Both the line below containing "use approx::assert_relative_eq;" and the line containing "fn half(period: &str, value: f64)", along with every line between them, should be repeated exactly; no other line belongs in the answer.

________________________

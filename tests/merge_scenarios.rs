use std::collections::BTreeMap;

use approx::assert_relative_eq;

use collecte_stats::config::ColorScheme;
use collecte_stats::data::loader::{load_aggregate, write_json};
use collecte_stats::data::model::{
    CategoryTotals, ColumnLayout, PeriodAggregate, SiteAggregate, TOTAL_KEY,
};
use collecte_stats::data::period::canonical_months;
use collecte_stats::merge::merge;
use collecte_stats::views::series::{build_global_monthly_series, TOTAL_FIELD};
use collecte_stats::views::DashboardViews;

/// Single-site, single-month aggregate `{X: {period: {C1: value}}}`.
fn half(period: &str, value: f64) -> PeriodAggregate {
    let layout = ColumnLayout::with_default_fluxes(["C1"]);
    let mut monthly = BTreeMap::new();
    monthly.insert(period.to_string(), CategoryTotals::from_columns(&layout, [("C1", value)]));
    PeriodAggregate::new(layout.clone())
        .with_site("X", SiteAggregate::from_monthly(&layout, monthly))
        .with_months_order([period])
}

#[test]
fn two_halves_sum_into_one_year() {
    let a = half("JANVIER", 10.0);
    let b = half("FEVRIER", 5.0);
    let merged = merge(Some(&a), Some(&b)).unwrap();

    let x = merged.site("X").unwrap();
    assert_relative_eq!(x.total.get("C1"), 15.0);
    assert_relative_eq!(x.total.get(TOTAL_KEY), 15.0);
    assert_eq!(merged.months_order, canonical_months());
    assert_eq!(merged.months_order.len(), 12);

    // inputs untouched
    assert_eq!(a.months_order, ["JANVIER"]);
    assert_relative_eq!(a.site("X").unwrap().total.total, 10.0);
}

#[test]
fn global_series_of_merged_year() {
    let merged = merge(Some(&half("JANVIER", 10.0)), Some(&half("FEVRIER", 5.0))).unwrap();
    let series = build_global_monthly_series(&merged);

    assert_eq!(series.len(), 12);
    assert_eq!(series[0].period, "JANVIER");
    assert_relative_eq!(series[0].get(TOTAL_FIELD), 10.0);
    assert_relative_eq!(series[1].get(TOTAL_FIELD), 5.0);
    assert!(series[2..].iter().all(|p| p.get(TOTAL_FIELD) == 0.0));
}

#[test]
fn absent_side_returns_the_other() {
    let a = half("JANVIER", 10.0);
    assert_eq!(merge(Some(&a), None), Some(a.clone()));
    assert_eq!(merge(None, Some(&a)), Some(a));
    assert_eq!(merge(None, None), None);
}

#[test]
fn shared_month_is_summed() {
    let merged = merge(Some(&half("JUIN", 10.0)), Some(&half("JUIN", 2.5))).unwrap();
    let x = merged.site("X").unwrap();
    assert_relative_eq!(x.period_value("JUIN", "C1"), 12.5);
    assert_relative_eq!(x.total.total, 12.5);
}

#[test]
fn files_through_merge_and_views() {
    let dir = tempfile::tempdir().unwrap();
    let s1 = dir.path().join("s1.json");
    let s2 = dir.path().join("s2.json");
    write_json(&half("JANVIER", 10.0), Some(&s1)).unwrap();
    std::fs::write(
        &s2,
        r#"{"success": true, "stats": {
            "dechetteries": {"X": {
                "months": {"FEVRIER": {"C1": 5, "TOTAL": 5}},
                "total": {"C1": 5, "TOTAL": 5}
            }},
            "category_columns": ["C1"],
            "months_order": ["FEVRIER"],
            "dataset_year": 2025
        }}"#,
    )
    .unwrap();

    let a = load_aggregate(&s1).unwrap();
    let b = load_aggregate(&s2).unwrap();
    let merged = merge(Some(&a), Some(&b)).unwrap();
    assert_eq!(merged.dataset_year.as_deref(), Some("2025"));

    let views = DashboardViews::build(&merged, None, 3, &ColorScheme::default());
    assert_relative_eq!(views.totals.total, 15.0);
    assert_eq!(views.range_label, "DU Janvier 2025 AU Fevrier 2025");
    assert_relative_eq!(views.monthly_smoothed[1].get(TOTAL_FIELD), 7.5);
    let percentages = views.percentages.unwrap();
    assert_relative_eq!(percentages.row("X").unwrap().total, 100.0);
}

________________________

YOUR RESPONSE:
use approx::assert_relative_eq;

use collecte_stats::config::ColorScheme;
use collecte_stats::data::loader::{load_aggregate, write_json};
use collecte_stats::data::model::{
    CategoryTotals, ColumnLayout, PeriodAggregate, SiteAggregate, TOTAL_KEY,
};
use collecte_stats::data::period::canonical_months;
use collecte_stats::merge::merge;
use collecte_stats::views::series::{build_global_monthly_series, TOTAL_FIELD};
use collecte_stats::views::DashboardViews;

/// Single-site, single-month aggregate `{X: {period: {C1: value}}}`.
fn half(period: &str, value: f64) -> PeriodAggregate {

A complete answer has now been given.